WHAT THIS TASK INVOLVES — Take the data below and filter it for lines containing the word "Production"; show each line found.

*** Opening EXERCISE DATA ***

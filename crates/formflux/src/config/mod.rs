use std::env;
use std::fmt;
use std::net::{IpAddr, SocketAddr};
use std::path::PathBuf;
use std::time::Duration;

use crate::workflows::documents::CompilerConfig;
use crate::workflows::intake::{IntakeSettings, SharedFieldPolicy, DEFAULT_LANGUAGE};

/// Distinguishes runtime behavior for different stages of the service.
#[derive(Debug, Clone, Copy, PartialEq, Eq)]
pub enum AppEnvironment {
    Development,
    Test,
    Production,
}

impl AppEnvironment {
    fn from_str(value: &str) -> Self {
        match value.trim().to_ascii_lowercase().as_str() {
            "prod" | "production" => Self::Production,
            "test" | "ci" => Self::Test,
            _ => Self::Development,
        }
    }
}

/// Top-level configuration for the application.
#[derive(Debug, Clone)]
pub struct AppConfig {
    pub environment: AppEnvironment,
    pub server: ServerConfig,
    pub telemetry: TelemetryConfig,
    pub intake: IntakeConfig,
}

impl AppConfig {
    pub fn load() -> Result<Self, ConfigError> {
        dotenvy::dotenv().ok();

        let environment = AppEnvironment::from_str(
            &env::var("APP_ENV").unwrap_or_else(|_| "development".to_string()),
        );

        let host = env::var("APP_HOST").unwrap_or_else(|_| "127.0.0.1".to_string());
        let port = env::var("APP_PORT")
            .unwrap_or_else(|_| "3000".to_string())
            .parse::<u16>()
            .map_err(|_| ConfigError::InvalidPort)?;

        let log_level = env::var("APP_LOG_LEVEL").unwrap_or_else(|_| "info".to_string());

        Ok(Self {
            environment,
            server: ServerConfig { host, port },
            telemetry: TelemetryConfig { log_level },
            intake: IntakeConfig::from_env()?,
        })
    }
}

/// Settings controlling the HTTP server binding.
#[derive(Debug, Clone)]
pub struct ServerConfig {
    pub host: String,
    pub port: u16,
}

impl ServerConfig {
    pub fn socket_addr(&self) -> Result<SocketAddr, ConfigError> {
        if self.host.eq_ignore_ascii_case("localhost") {
            return Ok(SocketAddr::new(IpAddr::from([127, 0, 0, 1]), self.port));
        }

        let ip: IpAddr = self
            .host
            .parse()
            .map_err(|source| ConfigError::InvalidHost { source })?;

        Ok(SocketAddr::new(ip, self.port))
    }
}

/// Tracing and metrics controls.
#[derive(Debug, Clone)]
pub struct TelemetryConfig {
    pub log_level: String,
}

/// Intake portal settings: access, storage locations, and outbound integrations.
#[derive(Debug, Clone)]
pub struct IntakeConfig {
    pub access_codes: Vec<String>,
    pub admin_pass: String,
    pub catalog_path: Option<PathBuf>,
    pub template_dir: PathBuf,
    pub output_dir: PathBuf,
    pub outbox_dir: PathBuf,
    pub submission_log: PathBuf,
    pub bug_log: PathBuf,
    pub shared_fields: SharedFieldPolicy,
    pub language: String,
    pub phraser: PhraserConfig,
    pub alert_number: Option<String>,
}

impl IntakeConfig {
    fn from_env() -> Result<Self, ConfigError> {
        let access_codes = env::var("FORMFLUX_ACCESS_CODES")
            .map(|codes| {
                codes
                    .split(',')
                    .map(str::trim)
                    .filter(|code| !code.is_empty())
                    .map(str::to_string)
                    .collect()
            })
            .unwrap_or_default();

        let shared_fields = match non_empty("FORMFLUX_SHARED_FIELDS") {
            Some(value) => SharedFieldPolicy::parse(&value)
                .ok_or(ConfigError::InvalidSharedFieldPolicy { value })?,
            None => SharedFieldPolicy::default(),
        };

        let timeout_ms = match non_empty("FORMFLUX_PHRASER_TIMEOUT_MS") {
            Some(value) => value
                .parse::<u64>()
                .ok()
                .filter(|ms| *ms > 0)
                .ok_or(ConfigError::InvalidTimeout)?,
            None => 5_000,
        };

        Ok(Self {
            access_codes,
            admin_pass: non_empty("FORMFLUX_ADMIN_PASS").unwrap_or_else(|| "admin".to_string()),
            catalog_path: non_empty("FORMFLUX_CATALOG").map(PathBuf::from),
            template_dir: path_or("FORMFLUX_TEMPLATE_DIR", "templates"),
            output_dir: path_or("FORMFLUX_OUTPUT_DIR", "output"),
            outbox_dir: path_or("FORMFLUX_OUTBOX_DIR", "outbox"),
            submission_log: path_or("FORMFLUX_SUBMISSION_LOG", "submission_log.csv"),
            bug_log: path_or("FORMFLUX_BUG_LOG", "bugs.csv"),
            shared_fields,
            language: non_empty("FORMFLUX_LANGUAGE").unwrap_or_else(|| DEFAULT_LANGUAGE.to_string()),
            phraser: PhraserConfig {
                api_key: non_empty("OPENAI_API_KEY").filter(|key| key.starts_with("sk-")),
                timeout: Duration::from_millis(timeout_ms),
            },
            alert_number: non_empty("LAWYER_PHONE_NUMBER"),
        })
    }

    pub fn compiler_config(&self) -> CompilerConfig {
        CompilerConfig {
            template_dir: self.template_dir.clone(),
            output_dir: self.output_dir.clone(),
        }
    }

    pub fn settings(&self) -> IntakeSettings {
        IntakeSettings {
            shared_fields: self.shared_fields,
            default_language: self.language.clone(),
            alert_recipient: self.alert_number.clone(),
        }
    }
}

/// Question phrasing backend. Without a usable API key, phrasing stays offline.
#[derive(Debug, Clone)]
pub struct PhraserConfig {
    pub api_key: Option<String>,
    pub timeout: Duration,
}

fn non_empty(key: &str) -> Option<String> {
    env::var(key)
        .ok()
        .map(|value| value.trim().to_string())
        .filter(|value| !value.is_empty())
}

fn path_or(key: &str, default: &str) -> PathBuf {
    non_empty(key).map_or_else(|| PathBuf::from(default), PathBuf::from)
}

#[derive(Debug)]
pub enum ConfigError {
    InvalidPort,
    InvalidHost { source: std::net::AddrParseError },
    InvalidTimeout,
    InvalidSharedFieldPolicy { value: String },
}

impl fmt::Display for ConfigError {
    fn fmt(&self, f: &mut fmt::Formatter<'_>) -> fmt::Result {
        match self {
            ConfigError::InvalidPort => write!(f, "APP_PORT must be a valid u16"),
            ConfigError::InvalidHost { .. } => {
                write!(f, "APP_HOST must parse to an IPv4 or IPv6 address")
            }
            ConfigError::InvalidTimeout => {
                write!(f, "FORMFLUX_PHRASER_TIMEOUT_MS must be a positive integer")
            }
            ConfigError::InvalidSharedFieldPolicy { value } => write!(
                f,
                "FORMFLUX_SHARED_FIELDS must be 'reuse' or 'reprompt', got '{}'",
                value
            ),
        }
    }
}

impl std::error::Error for ConfigError {
    fn source(&self) -> Option<&(dyn std::error::Error + 'static)> {
        match self {
            ConfigError::InvalidHost { source } => Some(source),
            ConfigError::InvalidPort
            | ConfigError::InvalidTimeout
            | ConfigError::InvalidSharedFieldPolicy { .. } => None,
        }
    }
}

*** Closing EXERCISE DATA ***

TASK ANSWER —
    Production,
            "prod" | "production" => Self::Production,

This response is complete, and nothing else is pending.